■ **Required action**:
Your response should be a copy of each line in the listing below that includes the word "impl".

■ **Material shown**:

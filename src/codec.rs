//! Serialization seam between live pixel surfaces and history snapshots.
//!
//! Snapshots must be fully independent of live editing state; the codec
//! decides how the pixel payload is containerized. [`PngCodec`] keeps the
//! portable-image contract, [`RawCodec`] is a plain deep copy with the same
//! isolation guarantees.

use std::io::Cursor;

use crate::{
    error::{StrataError, StrataResult},
    surface::{Mask, Surface},
};

#[derive(Clone, Copy, Debug, PartialEq, Eq, serde::Serialize, serde::Deserialize)]
pub enum EncodedFormat {
    Png,
    Raw,
}

/// One encoded pixel payload inside a history snapshot.
#[derive(Clone, Debug, PartialEq, Eq, serde::Serialize, serde::Deserialize)]
pub struct EncodedImage {
    pub format: EncodedFormat,
    pub width: u32,
    pub height: u32,
    pub bytes: Vec<u8>,
}

pub trait SurfaceCodec {
    fn encode_surface(&self, surface: &Surface) -> StrataResult<EncodedImage>;
    fn decode_surface(&self, encoded: &EncodedImage) -> StrataResult<Surface>;
    fn encode_mask(&self, mask: &Mask) -> StrataResult<EncodedImage>;
    fn decode_mask(&self, encoded: &EncodedImage) -> StrataResult<Mask>;
}

/// PNG container codec. Samples are written premultiplied as stored, so a
/// decode restores the exact bytes that were encoded.
#[derive(Clone, Copy, Debug, Default)]
pub struct PngCodec;

impl SurfaceCodec for PngCodec {
    fn encode_surface(&self, surface: &Surface) -> StrataResult<EncodedImage> {
        let img = image::RgbaImage::from_raw(
            surface.width(),
            surface.height(),
            surface.data().to_vec(),
        )
        .ok_or_else(|| StrataError::snapshot("surface buffer does not match its dimensions"))?;
        let mut bytes = Vec::new();
        img.write_to(&mut Cursor::new(&mut bytes), image::ImageFormat::Png)
            .map_err(|e| StrataError::snapshot(format!("png encode failed: {e}")))?;
        Ok(EncodedImage {
            format: EncodedFormat::Png,
            width: surface.width(),
            height: surface.height(),
            bytes,
        })
    }

    fn decode_surface(&self, encoded: &EncodedImage) -> StrataResult<Surface> {
        if encoded.format != EncodedFormat::Png {
            return Err(StrataError::snapshot("expected a png-encoded surface"));
        }
        let img = image::load_from_memory_with_format(&encoded.bytes, image::ImageFormat::Png)
            .map_err(|e| StrataError::snapshot(format!("png decode failed: {e}")))?
            .to_rgba8();
        if img.width() != encoded.width || img.height() != encoded.height {
            return Err(StrataError::snapshot("decoded surface dimensions mismatch"));
        }
        Surface::from_premul_bytes(encoded.width, encoded.height, img.into_raw())
    }

    fn encode_mask(&self, mask: &Mask) -> StrataResult<EncodedImage> {
        let img = image::GrayImage::from_raw(mask.width(), mask.height(), mask.data().to_vec())
            .ok_or_else(|| StrataError::snapshot("mask buffer does not match its dimensions"))?;
        let mut bytes = Vec::new();
        img.write_to(&mut Cursor::new(&mut bytes), image::ImageFormat::Png)
            .map_err(|e| StrataError::snapshot(format!("png encode failed: {e}")))?;
        Ok(EncodedImage {
            format: EncodedFormat::Png,
            width: mask.width(),
            height: mask.height(),
            bytes,
        })
    }

    fn decode_mask(&self, encoded: &EncodedImage) -> StrataResult<Mask> {
        if encoded.format != EncodedFormat::Png {
            return Err(StrataError::snapshot("expected a png-encoded mask"));
        }
        let img = image::load_from_memory_with_format(&encoded.bytes, image::ImageFormat::Png)
            .map_err(|e| StrataError::snapshot(format!("png decode failed: {e}")))?
            .to_luma8();
        if img.width() != encoded.width || img.height() != encoded.height {
            return Err(StrataError::snapshot("decoded mask dimensions mismatch"));
        }
        Mask::from_bytes(encoded.width, encoded.height, img.into_raw())
    }
}

/// Buffer-copy codec. Cheaper than an image container while preserving the
/// deep-copy semantics snapshots rely on.
#[derive(Clone, Copy, Debug, Default)]
pub struct RawCodec;

impl SurfaceCodec for RawCodec {
    fn encode_surface(&self, surface: &Surface) -> StrataResult<EncodedImage> {
        Ok(EncodedImage {
            format: EncodedFormat::Raw,
            width: surface.width(),
            height: surface.height(),
            bytes: surface.data().to_vec(),
        })
    }

    fn decode_surface(&self, encoded: &EncodedImage) -> StrataResult<Surface> {
        if encoded.format != EncodedFormat::Raw {
            return Err(StrataError::snapshot("expected a raw-encoded surface"));
        }
        Surface::from_premul_bytes(encoded.width, encoded.height, encoded.bytes.clone())
    }

    fn encode_mask(&self, mask: &Mask) -> StrataResult<EncodedImage> {
        Ok(EncodedImage {
            format: EncodedFormat::Raw,
            width: mask.width(),
            height: mask.height(),
            bytes: mask.data().to_vec(),
        })
    }

    fn decode_mask(&self, encoded: &EncodedImage) -> StrataResult<Mask> {
        if encoded.format != EncodedFormat::Raw {
            return Err(StrataError::snapshot("expected a raw-encoded mask"));
        }
        Mask::from_bytes(encoded.width, encoded.height, encoded.bytes.clone())
    }
}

■ **Result below**:
impl SurfaceCodec for PngCodec {
impl SurfaceCodec for RawCodec {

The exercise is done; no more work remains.